By far the most dangerous implications of the judgment is this assumed power—to open the doors to the court at will, and punish for contempt.
Is this even constitutional…being held guilty of a crime without a charge being framed, or the red herring on malintention to scandalise the court? This alone makes the judgment erroneous in law, anti-constitutional, and a great setback for the rights to life and free speech.
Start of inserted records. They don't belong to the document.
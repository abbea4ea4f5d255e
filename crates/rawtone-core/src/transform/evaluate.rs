//! Reference per-pixel transform.
//!
//! Every kernel variant must produce exactly what these functions produce.
//! Pre-multiplication runs in `i32` with bounded gains; the matrix
//! accumulates in `i64` so any valid coefficient is applied unchanged.

use crate::image::{B, G, R};
use crate::transform::matrix::{ColorTransform, MATRIX_RESOLUTION, PREMUL_RESOLUTION};
use crate::transform::tone_curve::ToneCurve;

#[inline]
fn clamp16(v: i32) -> i32 {
    v.clamp(0, 65535)
}

/// Shift a matrix row sum back to 16 bits and clamp.
#[inline]
pub(crate) fn finish_sum(sum: i64) -> u16 {
    (sum >> MATRIX_RESOLUTION).clamp(0, 65535) as u16
}

/// Pre-multiply and apply the color matrix; returns linear 16-bit RGB.
///
/// `px` holds at least R, G and B. G2 does not feed the matrix.
#[inline]
pub fn linear_rgb(px: &[u16], transform: &ColorTransform) -> [u16; 3] {
    let premul = transform.fixed_premultipliers();
    let m = *transform.fixed_matrix();

    let rr = clamp16((i32::from(px[R]) * premul[R]) >> PREMUL_RESOLUTION);
    let gg = clamp16((i32::from(px[G]) * premul[G]) >> PREMUL_RESOLUTION);
    let bb = clamp16((i32::from(px[B]) * premul[B]) >> PREMUL_RESOLUTION);

    let [rr, gg, bb] = [rr, gg, bb].map(i64::from);
    m.map(|row| {
        let [c0, c1, c2] = row.map(i64::from);
        finish_sum(rr * c0 + gg * c1 + bb * c2)
    })
}

/// Full transform of one sensor pixel to display RGB.
#[inline]
pub fn transform_pixel(px: &[u16], transform: &ColorTransform, curve: &ToneCurve) -> [u8; 3] {
    linear_rgb(px, transform).map(|v| curve.lookup(v))
}
//! Rawtone Demo: drives a preview session the way an interactive host would.
//!
//! Synthesizes a sensor frame, balances it, renders the preview through a
//! simulated event loop that keeps interrupting the pass, then writes the
//! result as PNG.

mod config;
mod cpu;
mod logger;
mod synth;

use image::ImageFormat;
use rawtone_core::image::{Image8, Rect};
use rawtone_core::render::overlay::{MASK_OVER, MASK_UNDER};
use rawtone_core::{DisplaySink, PreviewSession, RenderStatus};
use tracing::{debug, info};

use crate::config::AppConfig;

/// Counts what the host would blit.
#[derive(Default)]
struct BlitCounter {
    rects: usize,
    pixels: usize,
}

impl DisplaySink for BlitCounter {
    fn present(&mut self, _preview: &Image8, dirty: Rect) {
        self.rects += 1;
        self.pixels += dirty.width() * dirty.height();
    }
}

/// Run passes until the preview is complete, servicing fake host events.
fn render_interactively(
    session: &mut PreviewSession,
    event_interval: usize,
) -> Result<(), Box<dyn std::error::Error>> {
    let mut rows = 0usize;
    let mut scheduler = || {
        rows += 1;
        rows % event_interval == 0
    };
    let mut sink = BlitCounter::default();
    let mut yields = 0;
    while session.render_step(&mut scheduler, &mut sink)? == RenderStatus::Pending {
        yields += 1;
    }
    info!(yields, blits = sink.rects, pixels = sink.pixels, "Preview pass complete");
    Ok(())
}

fn count_mask(mask: &Image8, bit: u8) -> usize {
    (0..mask.height())
        .map(|y| mask.row(y).iter().filter(|&&m| m & bit != 0).count())
        .sum()
}

fn main() -> Result<(), Box<dyn std::error::Error>> {
    logger::init();

    let config = AppConfig::from_env();
    info!(
        width = config.width,
        height = config.height,
        preview = %serde_json::to_string(&config.preview)?,
        "Starting demo"
    );

    let flags = cpu::detect();
    debug!(sse2 = flags.sse2, avx2 = flags.avx2, "Detected CPU features");
    let mut session = PreviewSession::new(config.preview.clone(), flags)?;
    info!(kernel = session.pipeline().kernel_kind().label(), "Pipeline ready");

    let frame = synth::sensor_frame(config.width, config.height);
    session.load(&frame)?;

    let camera = session.wb_camera()?;
    info!(warmth = camera.warmth, tint = camera.tint, "Camera white balance");
    render_interactively(&mut session, config.event_interval)?;

    let auto = session.wb_auto()?;
    info!(warmth = auto.warmth, tint = auto.tint, "Auto white balance");
    {
        let mut batch = session.batch();
        batch.exposure = 0.4;
        batch.saturation = 1.25;
        batch.contrast = 1.1;
    }
    render_interactively(&mut session, config.event_interval)?;

    // A cursor-driven redraw touches only a small region.
    let mut sink = BlitCounter::default();
    let dirty = session.render_region(Rect::new(0, 0, 32, 32), &mut sink)?;
    debug!(?dirty, "Redrew region");

    session.set_exposure_overlay(true);
    render_interactively(&mut session, config.event_interval)?;
    if let Some(mask) = session.mask() {
        info!(
            over = count_mask(mask, MASK_OVER),
            under = count_mask(mask, MASK_UNDER),
            "Exposure warnings"
        );
    }

    let histogram = session.histogram();
    info!(
        peak = histogram.peak(),
        total = histogram.total(),
        "Histogram"
    );

    let preview = session
        .preview()
        .and_then(Image8::to_rgb_image)
        .ok_or("no RGB preview to write")?;
    preview.save_with_format(&config.output, ImageFormat::Png)?;
    info!(path = %config.output.display(), "Wrote preview");
    Ok(())
}
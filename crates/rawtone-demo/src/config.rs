//! Application configuration for the demo.

use std::path::PathBuf;

use rawtone_core::PreviewConfig;

/// Default synthetic sensor width.
const DEFAULT_WIDTH: usize = 960;
/// Default synthetic sensor height.
const DEFAULT_HEIGHT: usize = 640;
/// Default number of rows between simulated host events.
const DEFAULT_EVENT_INTERVAL: usize = 24;

/// Runtime configuration for the demo.
#[derive(Debug, Clone)]
pub struct AppConfig {
    /// Where the rendered preview is written.
    pub output: PathBuf,
    /// Synthetic sensor width in pixels.
    pub width: usize,
    /// Synthetic sensor height in pixels.
    pub height: usize,
    /// The simulated event loop has work pending every this many rows.
    pub event_interval: usize,
    pub preview: PreviewConfig,
}

fn env_parse<T: std::str::FromStr>(key: &str) -> Option<T> {
    std::env::var(key).ok().and_then(|s| s.parse().ok())
}

impl AppConfig {
    pub fn from_env() -> Self {
        Self {
            output: std::env::var_os("RAWTONE_OUTPUT")
                .map(PathBuf::from)
                .unwrap_or_else(|| PathBuf::from("preview.png")),
            width: env_parse("RAWTONE_WIDTH").unwrap_or(DEFAULT_WIDTH),
            height: env_parse("RAWTONE_HEIGHT").unwrap_or(DEFAULT_HEIGHT),
            event_interval: env_parse("RAWTONE_EVENT_INTERVAL")
                .unwrap_or(DEFAULT_EVENT_INTERVAL)
                .max(1),
            preview: PreviewConfig::from_env(),
        }
    }
}
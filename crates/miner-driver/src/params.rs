//! Block header and mining parameter types.
//!
//! Header preprocessing — computing the SHA-256 mid-state over the first
//! 512-bit chunk and packing the residual words — happens upstream. The
//! controller only transports the prepared words to the core; it never
//! parses raw header bytes.

use crate::difficulty::{self, Target};
use crate::error::Result;

/// Number of 32-bit mid-state words (SHA-256 chaining state).
pub const MIDSTATE_WORDS: usize = 8;

/// Number of 32-bit residual message words (tail, padding, length).
pub const RESIDUAL_WORDS: usize = 3;

/// Bitcoin block header, as delivered by the block source.
///
/// Immutable once constructed; one header per mining attempt.
#[derive(Debug, Clone, Copy, PartialEq, Eq)]
pub struct BlockHeader {
    /// Block version.
    pub version: u32,
    /// Previous block hash.
    pub prev_block: [u8; 32],
    /// Merkle root.
    pub merkle_root: [u8; 32],
    /// Block timestamp (Unix seconds).
    pub timestamp: u32,
    /// Compact difficulty bits.
    pub bits: u32,
    /// Starting nonce.
    pub nonce: u32,
}

/// The triple the core is programmed with.
///
/// Word counts are validated at programming time (see
/// [`crate::ParameterProgrammer`]), not at construction — the programmer
/// reports a mismatch with zero registers written, which lets the
/// preprocessor's output flow through unmodified.
#[derive(Debug, Clone, PartialEq, Eq)]
pub struct MiningParameters {
    midstate: Vec<u32>,
    residual: Vec<u32>,
    target: Target,
}

impl MiningParameters {
    /// Build parameters from preprocessed words and a full target.
    #[must_use]
    pub fn new(midstate: Vec<u32>, residual: Vec<u32>, target: Target) -> Self {
        Self {
            midstate,
            residual,
            target,
        }
    }

    /// Build parameters, deriving the target from a header's compact bits.
    ///
    /// # Errors
    ///
    /// Returns [`crate::MinerError::InvalidDifficultyEncoding`] if `bits`
    /// does not denote a valid target.
    pub fn from_compact_bits(midstate: Vec<u32>, residual: Vec<u32>, bits: u32) -> Result<Self> {
        let target = difficulty::decode(bits)?;
        Ok(Self::new(midstate, residual, target))
    }

    /// Mid-state words.
    #[must_use]
    pub fn midstate(&self) -> &[u32] {
        &self.midstate
    }

    /// Residual words.
    #[must_use]
    pub fn residual(&self) -> &[u32] {
        &self.residual
    }

    /// Difficulty target.
    #[must_use]
    pub const fn target(&self) -> Target {
        self.target
    }
}

#[cfg(test)]
mod tests {
    use super::*;

    #[test]
    fn target_derived_from_header_bits() {
        let params =
            MiningParameters::from_compact_bits(vec![0; 8], vec![0; 3], 0x1D00_FFFF).unwrap();
        assert_eq!(params.target().words()[1], 0xFFFF_0000);
    }

    #[test]
    fn bad_bits_rejected_at_construction() {
        assert!(MiningParameters::from_compact_bits(vec![0; 8], vec![0; 3], 0x1D80_0000).is_err());
    }
}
It is interesting to note that the court chose a practicing lawyer—one as they point out who has been practicing for 30 years—to hold guilty of contempt of court. Lawyers are the front-line defenders of the independence of the judiciary. They, more than anyone else, know what is going on inside the courts. Judges are their former colleagues and lawyers see judges perform—or not—day in, day out. Judges come and go but lawyers stay. They watch one Chief Justice after another come and go and take or reverse decisions according to their individual views. Lawyers document judicial history in their memories, better than anyone else.
It is, therefore, no accident that the Court chose to target a lawyer, rather than the press.
One of the two tweets in question was a comment on a photo of the Chief Justice of India in casual clothes on a motorcycle, a Harley-Davidson. The judgment acknowledges that this is a “personal” matter. The judges are conscious of the distinction between the personal and the institutional. Where then does the problem arise?
It’s the comment on the courts being locked down denying access to the public that has enraged the court. From then on, the judgment can truly be described as being ‘personally’ directed at Prashant Bhushan, losing its constitutional dimensions. What exactly is his crime – his identity?
He is an officer of the court with 30 years of work, including work in defense of democracy and demanding judicial accountability. He has accessed the court during the lockdown for relief against malicious prosecution and got relief. Therefore, his tweet is malicious and scurrilous. Is that logical?
We are told that the court has handled 626 writ petitions and a total of 12,567 cases during the lockdown. Yet, the important questions about the lockdown in Jammu & Kashmir remain pending before the court including questions about personal liberty. It is clear as day to anyone following the critique about the Court, that Bhushan’s comments were not about the 12,567 cases heard during the lockdown, but about the kind of matters that were not heard. Statistics alone don’t tell you the whole story. It is what you hear, when you hear it, and why you hear it that matters.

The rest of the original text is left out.